Mesmo antes dessa revelação, a gravidade e a extensão do propinoduto já estavam bem claras. A estimativa da PF e dos procuradores é de desvios da ordem de R$ 425 milhões de dinheiro público. Um absurdo. Mas também absurdo foi o tratamento que a investigação recebeu da grande imprensa. Com exceção da "IstoÉ", que em uma série de reportagens conseguiu expor a rede de interesses políticos que se beneficiou do propinoduto, os outros órgãos de comunicação se revelaram cínicos ou excessivamente tímidos na abordagem do caso.
Mal registraram a existência da investigação e só o fizeram quando forçados pelos fatos. Mas, ainda assim, dando mais espaço às insuficientes explicações do governo paulista do que às acusações em si. Os tímidos publicaram reportagens com revelações importantes sobre o esquema tucano, para que, à primeira vista, parecesse que estão cumprindo seu papel. Mas falharam em mostrar que esse escândalo não é apenas mais um episódio de corrupção descoberto Brasil afora.
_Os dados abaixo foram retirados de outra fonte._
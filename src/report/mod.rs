//! Report assembly: letterhead, front matter and transcoded analysis.
//!
//! ```no_run
//! use plan2docx::{BrandingConfig, ReportBuilder, ReportRequest};
//!
//! let request = ReportRequest::new("## Synthèse\nRAS")
//!     .with_context("Maison individuelle");
//! let branding = BrandingConfig::load("branding.json")?;
//!
//! let report = ReportBuilder::new().build(&request, &branding)?;
//! report.write_to(report.filename())?;
//! # Ok::<(), plan2docx::Error>(())
//! ```

mod header;
mod options;
mod preamble;

pub use header::compose_header;
pub use options::{ReportLabels, ReportOptions, LOGO_BOX, PLAN_BOX};
pub use preamble::compose_preamble;

use crate::config::BrandingConfig;
use crate::docx::write_docx;
use crate::error::{Error, Result};
use crate::markdown::transcode;
use crate::model::{Document, Metadata};
use crate::request::ReportRequest;
use chrono::{NaiveDate, SecondsFormat, Utc};
use std::path::Path;

/// Assembles the full document model for one report.
///
/// Header blocks go to the page header; the preamble is followed directly
/// by the transcoded Markdown body.
pub fn build_document(
    request: &ReportRequest,
    branding: &BrandingConfig,
    options: &ReportOptions,
) -> Result<Document> {
    if request.is_empty() {
        return Err(Error::EmptyBody);
    }

    let mut document = Document::new();
    document.metadata = Metadata {
        title: Some(options.labels.title.clone()),
        author: Some(branding.name.clone()),
        created: Some(Utc::now().to_rfc3339_opts(SecondsFormat::Secs, true)),
    };

    document.header = compose_header(branding, options.logo_box, &mut document)?;
    let mut content = compose_preamble(request, options, &mut document)?;
    let preamble_len = content.len();
    content.extend(transcode(&request.markdown_body));
    document.content = content;

    log::debug!(
        "Assembled report: {} header blocks, {} preamble blocks, {} body blocks, {} images",
        document.header.len(),
        preamble_len,
        document.content.len() - preamble_len,
        document.resources.len()
    );
    Ok(document)
}

/// Suggested file name, `Rapport_Expertise_YYYY-MM-DD.docx`.
pub fn report_filename(date: NaiveDate) -> String {
    labeled_filename(&ReportLabels::default(), date)
}

fn labeled_filename(labels: &ReportLabels, date: NaiveDate) -> String {
    format!("{}_{}.docx", labels.file_stem, date.format("%Y-%m-%d"))
}

/// Builder for report generation.
///
/// # Example
///
/// ```no_run
/// use plan2docx::{BrandingConfig, ReportBuilder, ReportLabels, ReportRequest};
///
/// let bytes = ReportBuilder::new()
///     .with_labels(ReportLabels::english())
///     .build(&ReportRequest::new("# Findings"), &BrandingConfig::default())?
///     .to_docx()?;
/// # Ok::<(), plan2docx::Error>(())
/// ```
#[derive(Debug, Clone, Default)]
pub struct ReportBuilder {
    options: ReportOptions,
}

impl ReportBuilder {
    /// Creates a builder with the default French layout.
    pub fn new() -> Self {
        Self::default()
    }

    /// Replaces all options.
    pub fn with_options(mut self, options: ReportOptions) -> Self {
        self.options = options;
        self
    }

    /// Sets the fixed wording.
    pub fn with_labels(mut self, labels: ReportLabels) -> Self {
        self.options = self.options.with_labels(labels);
        self
    }

    /// Overrides the report title.
    pub fn with_title(mut self, title: impl Into<String>) -> Self {
        self.options = self.options.with_title(title);
        self
    }

    /// Builds the document model.
    pub fn build(
        &self,
        request: &ReportRequest,
        branding: &BrandingConfig,
    ) -> Result<GeneratedReport> {
        let document = build_document(request, branding, &self.options)?;
        Ok(GeneratedReport {
            document,
            labels: self.options.labels.clone(),
        })
    }
}

/// An assembled report ready for packing.
#[derive(Debug, Clone)]
pub struct GeneratedReport {
    document: Document,
    labels: ReportLabels,
}

impl GeneratedReport {
    /// Returns a reference to the underlying document.
    pub fn document(&self) -> &Document {
        &self.document
    }

    /// Serializes the report to DOCX bytes.
    pub fn to_docx(&self) -> Result<Vec<u8>> {
        write_docx(&self.document)
    }

    /// Serializes the report and writes it to `path`.
    pub fn write_to(&self, path: impl AsRef<Path>) -> Result<()> {
        let path = path.as_ref();
        let bytes = self.to_docx()?;
        std::fs::write(path, &bytes)?;
        log::info!("Wrote {} ({} bytes)", path.display(), bytes.len());
        Ok(())
    }

    /// Suggested file name for today's date.
    pub fn filename(&self) -> String {
        labeled_filename(&self.labels, Utc::now().date_naive())
    }

    /// Consumes self and returns the underlying document.
    pub fn into_document(self) -> Document {
        self.document
    }
}

#[cfg(test)]
mod tests {
    use super::*;
    use crate::model::Block;

    fn request() -> ReportRequest {
        ReportRequest::new("## Analyse\nRAS")
            .with_context("Villa R+1")
            .with_prompt("Vérifier les cotes")
    }

    #[test]
    fn test_empty_body_rejected() {
        let result = build_document(
            &ReportRequest::new("  \n\t"),
            &BrandingConfig::default(),
            &ReportOptions::default(),
        );
        assert!(matches!(result, Err(Error::EmptyBody)));
    }

    #[test]
    fn test_document_layout() {
        let document =
            build_document(&request(), &BrandingConfig::default(), &ReportOptions::default())
                .unwrap();

        assert_eq!(document.header.len(), 2);
        assert!(document.header[0].as_table().is_some());
        assert!(document.resources.is_empty());

        let texts: Vec<String> = document
            .content
            .iter()
            .filter_map(Block::as_paragraph)
            .map(|p| p.plain_text())
            .collect();
        assert_eq!(texts[0], "Rapport d'Analyse Technique");
        assert!(texts.iter().any(|t| t == "Analyse"));
        assert_eq!(texts.last().map(String::as_str), Some("RAS"));

        assert_eq!(document.metadata.author.as_deref(), Some("Nom de Votre Entreprise"));
        assert!(document.metadata.created.is_some());
    }

    #[test]
    fn test_report_filename() {
        let date = NaiveDate::from_ymd_opt(2024, 3, 5).unwrap();
        assert_eq!(report_filename(date), "Rapport_Expertise_2024-03-05.docx");
    }

    #[test]
    fn test_builder_labels() {
        let report = ReportBuilder::new()
            .with_labels(ReportLabels::english())
            .with_title("Structural Review")
            .build(&request(), &BrandingConfig::default())
            .unwrap();
        let first = report.document().content[0].as_paragraph().unwrap();
        assert_eq!(first.plain_text(), "Structural Review");
        assert!(report.filename().starts_with("Expert_Report_"));
        assert!(report.filename().ends_with(".docx"));
    }

    #[test]
    fn test_write_to() {
        let dir = tempfile::tempdir().unwrap();
        let path = dir.path().join("out.docx");
        ReportBuilder::new()
            .build(&request(), &BrandingConfig::default())
            .unwrap()
            .write_to(&path)
            .unwrap();
        let bytes = std::fs::read(&path).unwrap();
        assert_eq!(&bytes[..2], b"PK");
    }
}
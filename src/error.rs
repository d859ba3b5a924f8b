//! Error types for plan2docx library.

use std::io;
use thiserror::Error;

/// Result type alias for plan2docx operations.
pub type Result<T> = std::result::Result<T, Error>;

/// Main error type for plan2docx library.
///
/// Malformed Markdown never produces an error; the transcoder degrades to
/// plain text instead. Every variant below aborts the whole build.
#[derive(Error, Debug)]
pub enum Error {
    /// I/O error during file operations.
    #[error("I/O error: {0}")]
    Io(#[from] io::Error),

    /// The Markdown body is empty, so there is nothing to report.
    #[error("Report body is empty")]
    EmptyBody,

    /// An image (logo or reference plan) could not be decoded.
    #[error("Failed to decode {image} image: {message}")]
    ImageDecode { image: String, message: String },

    /// The composed node sequence cannot be packed (e.g. a row with no cells).
    #[error("Serialization error: {0}")]
    Serialization(String),

    /// Resource (image, etc.) not found.
    #[error("Resource not found: {0}")]
    ResourceNotFound(String),

    /// ZIP archive writing error.
    #[error("ZIP archive error: {0}")]
    ZipArchive(String),

    /// XML writing error.
    #[error("XML writing error: {0}")]
    XmlWrite(String),

    /// Branding configuration could not be read or written.
    #[error("Configuration error: {0}")]
    Config(String),
}

impl Error {
    /// Builds an [`Error::ImageDecode`] for the named image.
    pub(crate) fn image_decode(image: impl Into<String>, message: impl ToString) -> Self {
        Error::ImageDecode {
            image: image.into(),
            message: message.to_string(),
        }
    }
}

impl From<zip::result::ZipError> for Error {
    fn from(err: zip::result::ZipError) -> Self {
        Error::ZipArchive(err.to_string())
    }
}

impl From<quick_xml::Error> for Error {
    fn from(err: quick_xml::Error) -> Self {
        Error::XmlWrite(err.to_string())
    }
}

impl From<serde_json::Error> for Error {
    fn from(err: serde_json::Error) -> Self {
        Error::Config(err.to_string())
    }
}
Ao que tudo indica, foi um dos maiores e um dos mais duradouros, tendo ocorrido no Estado mais rico do país, governado há 20 anos pelo PSDB.
O caso ainda está sob investigação? Sim, ninguém está pedindo uma condenação antecipada, como a mídia fez tantas vezes em relação a outros políticos e partidos. Mas não é por isso que não deve ser destacado que o vereador Andrea Matarazzo (PSDB), ex-secretário estadual de Energia, foi indiciado pela Polícia Federal por suspeita de corrupção passiva no inquérito que apura se, na década de 1990, a Alstom subornou políticos e servidores para obter vantagens em contratos com empresas do setor elétrico e de transporte controladas pelo governo paulista.
Indiciar significa acusar formalmente. Dar o devido destaque a essa notícia não é o mesmo que condenar antecipadamente o tucano. É reservar à notícia o espaço proporcional à sua importância no debate público. A mesma importância, aliás, que merece o registro de que Matarazzo e outros dez indiciados no mesmo caso tiverem o sigilo bancário quebrado por decisão da Justiça, para apurar se eles mantiveram contas bancárias no exterior entre 1997 e 2000.
Os órgãos de investigação estão cientes da gravidade do escândalo que têm em mãos. Resta saber se a imprensa vai acordar - e ver como a Justiça vai se comportar quando as apurações estiverem concluídas. Cabe a essas instituições garantir que um escândalo de tal magnitude não fique impune.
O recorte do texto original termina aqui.